A senior Pakistani army official has said a NATO cross-border air attack that killed 24 soldiers was a deliberate, blatant act of aggression, hardening Pakistan’s stance on an incident which could hurt efforts to stabilize Afghanistan.
In a briefing to editors carried in local newspapers yesterday, Pakistani director-general of military operations Major-General Ishfaq Nadeem also said NATO forces were alerted that they were attacking Pakistani posts, but helicopters kept firing.
“Detailed information of the posts was already with ISAF [International Security Assistance Force], including map references, and it was impossible that they did not know these to be our posts,” the News quoted Nadeem as saying in the briefing at army headquarters on Tuesday.
NATO helicopters and fighter jets attacked two military border posts in northwest Pakistan on Saturday in the worst incident of its kind since Islamabad allied itself with Washington in 2001 in the war on militancy.
The helicopters appeared near the post about 15 to 20 minutes past midnight, opened fire, then left about 45 minutes later, Nadeem was quoted as saying.
They reappeared at 1:15am and attacked again for another hour, he said.
Nadeem said that minutes before the first attack, a US sergeant on duty at a communications center in Afghanistan told a Pakistani major that NATO special forces were receiving indirect fire from a location 15km from the posts.
The Pakistanis said they needed time to check and asked for coordinates. Seven minutes later, the sergeant called back and said: “Your Volcano post has been hit,” Nadeem quoted the sergeant as saying.
Nadeem concluded that the communication confirmed that NATO knew the locations of the Pakistani posts before attacking, the News said.
The NATO attack shifted attention away from Pakistan’s widely questioned performance against militants who cross its border to attack US-led NATO forces in Afghanistan and has given the military a chance to reassert itself.
On Tuesday, Pakistan pulled out of an international conference on Afghanistan, an angry riposte after the attack by NATO plunged the region deeper into crisis.
Islamabad’s decision to boycott next week’s meeting in Bonn, Germany, will deprive the talks of a key player that could nudge Taliban militants into a peace process as NATO combat troops prepare to leave Afghanistan in 2014.
US Secretary of State Hillary Rodham Clinton yesterday said she regretted Pakistan’s decision to boycott next week’s international conference on Afghanistan, but hoped to secure Islamabad’s cooperation in future.
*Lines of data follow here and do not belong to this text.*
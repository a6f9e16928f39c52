use crate::context::AgentContext;
use crate::runtime::WorkerAgent;
use async_trait::async_trait;
use atelier_core::{ArtifactKind, AtelierError, AtelierResult, Task};
use serde_json::json;
use std::time::Instant;
use tracing::info;

const SYSTEM: &str = "You are the researcher agent. Produce a focused, \
    well-structured markdown report for the requested analysis.";

/// Ad-hoc research/analysis agent, unrelated to the five-phase pipeline.
/// Always checks governance policy before acting and records its own
/// throughput metrics.
pub struct ResearcherAgent {
    ctx: AgentContext,
}

impl ResearcherAgent {
    /// Wrap the shared collaborators.
    pub fn new(ctx: AgentContext) -> Self {
        Self { ctx }
    }
}

fn research_prompt(research_type: &str, task: &Task) -> String {
    match research_type {
        "repo_analysis" => format!(
            "Analyze the repository for: {}\n\nDescribe structure, key modules, \
             conventions and risks.\n\n{}",
            task.title, task.description
        ),
        "solution_comparison" => format!(
            "Compare candidate solutions for: {}\n\nList options with trade-offs \
             and a recommendation.\n\n{}",
            task.title, task.description
        ),
        "feasibility" => format!(
            "Assess the feasibility of: {}\n\nCover effort, risks, unknowns and \
             a go/no-go recommendation.\n\n{}",
            task.title, task.description
        ),
        _ => format!("Research: {}\n\n{}", task.title, task.description),
    }
}

#[async_trait]
impl WorkerAgent for ResearcherAgent {
    fn name(&self) -> &'static str {
        "researcher"
    }

    fn can_handle(&self, task: &Task) -> bool {
        task.assigned_agent.as_deref() == Some("researcher")
            || task
                .context
                .get("task_type")
                .and_then(serde_json::Value::as_str)
                == Some("research")
    }

    async fn process(&self, task: &Task) -> AtelierResult<serde_json::Value> {
        let started = Instant::now();

        let decision =
            self.ctx
                .policy
                .evaluate(self.name(), "research", &task.title, &task.context);
        if !decision.allowed {
            return Err(AtelierError::Governance(format!(
                "research blocked by policy: {}",
                decision.reason
            )));
        }

        let research_type = task
            .context
            .get("research_type")
            .and_then(serde_json::Value::as_str)
            .unwrap_or("general")
            .to_string();
        let prompt = research_prompt(&research_type, task);
        let findings = self.ctx.llm.complete(SYSTEM, &prompt).await?;

        let artifact_name = format!("docs/research/{research_type}.md");
        self.ctx.board.add_artifact(
            task.id,
            ArtifactKind::Analysis,
            &artifact_name,
            &findings,
            self.name(),
            json!({"research_type": research_type}),
        )?;

        let duration_ms = started.elapsed().as_millis() as u64;
        // Throughput metrics are observability only; a failed write must
        // not fail the research itself.
        if let Err(e) = self.ctx.jobs.record_agent_metrics(self.name(), 1, 0, duration_ms) {
            tracing::warn!(error = %e, "Metrics write failed");
        }

        info!(task_id = task.id, research_type = %research_type, "Research complete");
        Ok(json!({
            "research_type": research_type,
            "artifact": artifact_name,
        }))
    }
}

#[cfg(test)]
mod tests {
    use super::*;
    use atelier_core::{TaskKind, TaskStatus};
    use chrono::Utc;

    fn task(context: serde_json::Value) -> Task {
        Task {
            id: 1,
            kind: TaskKind::Sub,
            parent_id: Some(0),
            title: "t".into(),
            description: "d".into(),
            status: TaskStatus::Pending,
            priority: 5,
            assigned_agent: None,
            dependencies: vec![],
            context,
            result: None,
            error_message: None,
            user_id: "u".into(),
            created_at: Utc::now(),
            started_at: None,
            completed_at: None,
            updated_at: Utc::now(),
        }
    }

    #[test]
    fn test_prompt_variants() {
        let t = task(json!({}));
        assert!(research_prompt("repo_analysis", &t).contains("Analyze the repository"));
        assert!(research_prompt("solution_comparison", &t).contains("Compare candidate"));
        assert!(research_prompt("feasibility", &t).contains("feasibility"));
        assert!(research_prompt("general", &t).starts_with("Research:"));
    }
}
“Nothing will be gained by turning our backs on mutually beneficial cooperation. Frankly it is regrettable that Pakistan has decided not to attend the conference in Bonn,” Clinton told a news conference in South Korea.
Exactly what happened at the Pakistani posts along an unruly and poorly defined border is still unclear. NATO has promised to investigate.
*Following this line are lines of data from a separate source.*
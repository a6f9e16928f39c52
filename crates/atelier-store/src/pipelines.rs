use crate::db::{bad_column, from_ms, opt_from_ms, to_ms, Db};
use atelier_core::{
    AtelierError, AtelierResult, Pipeline, PipelineStatus, Phase, StagingAction, StagingChange,
    StagingStatus,
};
use chrono::Utc;
use rusqlite::{params, OptionalExtension, Row};
use uuid::Uuid;

const PIPELINE_COLUMNS: &str = "id, correlation_id, prompt, status, current_phase, \
     main_task_id, phases, budget, runbook, user_id, created_at, started_at, updated_at, error";

fn map_pipeline(row: &Row<'_>) -> rusqlite::Result<Pipeline> {
    let correlation_raw: String = row.get(1)?;
    let status_raw: String = row.get(3)?;
    let phase_raw: String = row.get(4)?;
    let phases_raw: String = row.get(6)?;
    let budget_raw: String = row.get(7)?;
    let runbook_raw: String = row.get(8)?;
    Ok(Pipeline {
        id: row.get(0)?,
        correlation_id: Uuid::parse_str(&correlation_raw)
            .map_err(|_| bad_column("correlation_id", &correlation_raw))?,
        prompt: row.get(2)?,
        status: PipelineStatus::parse(&status_raw)
            .ok_or_else(|| bad_column("status", &status_raw))?,
        current_phase: Phase::parse(&phase_raw)
            .ok_or_else(|| bad_column("current_phase", &phase_raw))?,
        main_task_id: row.get(5)?,
        phases: serde_json::from_str(&phases_raw)
            .map_err(|_| bad_column("phases", &phases_raw))?,
        budget: serde_json::from_str(&budget_raw)
            .map_err(|_| bad_column("budget", &budget_raw))?,
        runbook: serde_json::from_str(&runbook_raw)
            .map_err(|_| bad_column("runbook", &runbook_raw))?,
        user_id: row.get(9)?,
        created_at: from_ms(row.get(10)?),
        started_at: opt_from_ms(row.get(11)?),
        updated_at: from_ms(row.get(12)?),
        error: row.get(13)?,
    })
}

const STAGING_COLUMNS: &str = "id, pipeline_id, task_id, file_path, content, \
     original_content, action, status, reviewed_by, reviewed_at, applied_at, \
     rolled_back_at, created_at";

fn map_staging(row: &Row<'_>) -> rusqlite::Result<StagingChange> {
    let action_raw: String = row.get(6)?;
    let status_raw: String = row.get(7)?;
    Ok(StagingChange {
        id: row.get(0)?,
        pipeline_id: row.get(1)?,
        task_id: row.get(2)?,
        file_path: row.get(3)?,
        content: row.get(4)?,
        original_content: row.get(5)?,
        action: StagingAction::parse(&action_raw)
            .ok_or_else(|| bad_column("action", &action_raw))?,
        status: StagingStatus::parse(&status_raw)
            .ok_or_else(|| bad_column("status", &status_raw))?,
        reviewed_by: row.get(8)?,
        reviewed_at: opt_from_ms(row.get(9)?),
        applied_at: opt_from_ms(row.get(10)?),
        rolled_back_at: opt_from_ms(row.get(11)?),
        created_at: from_ms(row.get(12)?),
    })
}

/// Parameters for inserting a staging change row.
#[derive(Debug, Clone)]
pub struct NewStagingChange {
    /// Pipeline the change belongs to.
    pub pipeline_id: i64,
    /// Task that produced the underlying artifact.
    pub task_id: i64,
    /// Target path relative to the project root.
    pub file_path: String,
    /// Proposed content.
    pub content: String,
    /// Previous content; `None` for new files.
    pub original_content: Option<String>,
    /// Create or modify.
    pub action: StagingAction,
}

impl Db {
    /// Insert a pipeline row and return it with its assigned id.
    pub fn insert_pipeline(&self, pipeline: &Pipeline) -> AtelierResult<Pipeline> {
        let now = to_ms(Utc::now());
        let phases = serde_json::to_string(&pipeline.phases)?;
        let budget = serde_json::to_string(&pipeline.budget)?;
        let runbook = serde_json::to_string(&pipeline.runbook)?;
        let id = self.with(|conn| {
            conn.execute(
                "INSERT INTO pipelines (correlation_id, prompt, status, current_phase, \
                 main_task_id, phases, budget, runbook, user_id, created_at, updated_at, error) \
                 VALUES (?1, ?2, ?3, ?4, ?5, ?6, ?7, ?8, ?9, ?10, ?10, ?11)",
                params![
                    pipeline.correlation_id.to_string(),
                    pipeline.prompt,
                    pipeline.status.as_str(),
                    pipeline.current_phase.as_str(),
                    pipeline.main_task_id,
                    phases,
                    budget,
                    runbook,
                    pipeline.user_id,
                    now,
                    pipeline.error,
                ],
            )?;
            Ok(conn.last_insert_rowid())
        })?;
        self.require_pipeline(id)
    }

    /// Fetch a pipeline by id.
    pub fn get_pipeline(&self, id: i64) -> AtelierResult<Option<Pipeline>> {
        self.with(|conn| {
            conn.query_row(
                &format!("SELECT {PIPELINE_COLUMNS} FROM pipelines WHERE id = ?1"),
                params![id],
                map_pipeline,
            )
            .optional()
        })
    }

    /// Fetch a pipeline that must exist.
    pub fn require_pipeline(&self, id: i64) -> AtelierResult<Pipeline> {
        self.get_pipeline(id)?
            .ok_or_else(|| AtelierError::Store(format!("pipeline {id} not found")))
    }

    /// Persist the full mutable state of a pipeline.
    pub fn update_pipeline(&self, pipeline: &Pipeline) -> AtelierResult<()> {
        let now = to_ms(Utc::now());
        let phases = serde_json::to_string(&pipeline.phases)?;
        let budget = serde_json::to_string(&pipeline.budget)?;
        let runbook = serde_json::to_string(&pipeline.runbook)?;
        self.with(|conn| {
            conn.execute(
                "UPDATE pipelines SET status = ?2, current_phase = ?3, main_task_id = ?4, \
                 phases = ?5, budget = ?6, runbook = ?7, started_at = ?8, updated_at = ?9, \
                 error = ?10 WHERE id = ?1",
                params![
                    pipeline.id,
                    pipeline.status.as_str(),
                    pipeline.current_phase.as_str(),
                    pipeline.main_task_id,
                    phases,
                    budget,
                    runbook,
                    pipeline.started_at.map(to_ms),
                    now,
                    pipeline.error,
                ],
            )?;
            Ok(())
        })
    }

    /// Most recently created pipelines.
    pub fn recent_pipelines(&self, limit: usize) -> AtelierResult<Vec<Pipeline>> {
        self.with(|conn| {
            let mut stmt = conn.prepare(&format!(
                "SELECT {PIPELINE_COLUMNS} FROM pipelines ORDER BY id DESC LIMIT ?1"
            ))?;
            let rows = stmt.query_map(params![limit as i64], map_pipeline)?;
            rows.collect()
        })
    }

    /// Insert a staging change as `pending`.
    pub fn insert_staging_change(&self, new: &NewStagingChange) -> AtelierResult<StagingChange> {
        let now = to_ms(Utc::now());
        let id = self.with(|conn| {
            conn.execute(
                "INSERT INTO staging_changes (pipeline_id, task_id, file_path, content, \
                 original_content, action, status, created_at) \
                 VALUES (?1, ?2, ?3, ?4, ?5, ?6, 'pending', ?7)",
                params![
                    new.pipeline_id,
                    new.task_id,
                    new.file_path,
                    new.content,
                    new.original_content,
                    new.action.as_str(),
                    now,
                ],
            )?;
            Ok(conn.last_insert_rowid())
        })?;
        self.with(|conn| {
            conn.query_row(
                &format!("SELECT {STAGING_COLUMNS} FROM staging_changes WHERE id = ?1"),
                params![id],
                map_staging,
            )
        })
    }

    /// All staging changes for a pipeline, oldest first.
    pub fn staging_changes_for_pipeline(
        &self,
        pipeline_id: i64,
    ) -> AtelierResult<Vec<StagingChange>> {
        self.with(|conn| {
            let mut stmt = conn.prepare(&format!(
                "SELECT {STAGING_COLUMNS} FROM staging_changes \
                 WHERE pipeline_id = ?1 ORDER BY id ASC"
            ))?;
            let rows = stmt.query_map(params![pipeline_id], map_staging)?;
            rows.collect()
        })
    }

    /// Staging changes for a pipeline in a given state, oldest first.
    pub fn staging_changes_with_status(
        &self,
        pipeline_id: i64,
        status: StagingStatus,
    ) -> AtelierResult<Vec<StagingChange>> {
        self.with(|conn| {
            let mut stmt = conn.prepare(&format!(
                "SELECT {STAGING_COLUMNS} FROM staging_changes \
                 WHERE pipeline_id = ?1 AND status = ?2 ORDER BY id ASC"
            ))?;
            let rows = stmt.query_map(params![pipeline_id, status.as_str()], map_staging)?;
            rows.collect()
        })
    }

    /// Transition a staging change, recording the reviewer and the
    /// status-specific timestamp.
    pub fn set_staging_status(
        &self,
        id: i64,
        status: StagingStatus,
        reviewed_by: Option<&str>,
    ) -> AtelierResult<()> {
        let now = to_ms(Utc::now());
        let applied_at = (status == StagingStatus::Applied).then_some(now);
        let rolled_back_at = (status == StagingStatus::RolledBack).then_some(now);
        self.with(|conn| {
            conn.execute(
                "UPDATE staging_changes SET status = ?2, \
                 reviewed_by = COALESCE(?3, reviewed_by), \
                 reviewed_at = CASE WHEN ?3 IS NULL THEN reviewed_at ELSE ?4 END, \
                 applied_at = COALESCE(?5, applied_at), \
                 rolled_back_at = COALESCE(?6, rolled_back_at) \
                 WHERE id = ?1",
                params![id, status.as_str(), reviewed_by, now, applied_at, rolled_back_at],
            )?;
            Ok(())
        })
    }
}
A Western official and an Afghan security official who requested anonymity said NATO troops were responding to fire from across the border. Pakistan said earlier the attack was unprovoked.
Both the Western and Pakistani explanations are possibly correct: That a retaliatory attack by NATO troops took a tragic, mistaken turn in harsh terrain where differentiating friend from foe can be difficult.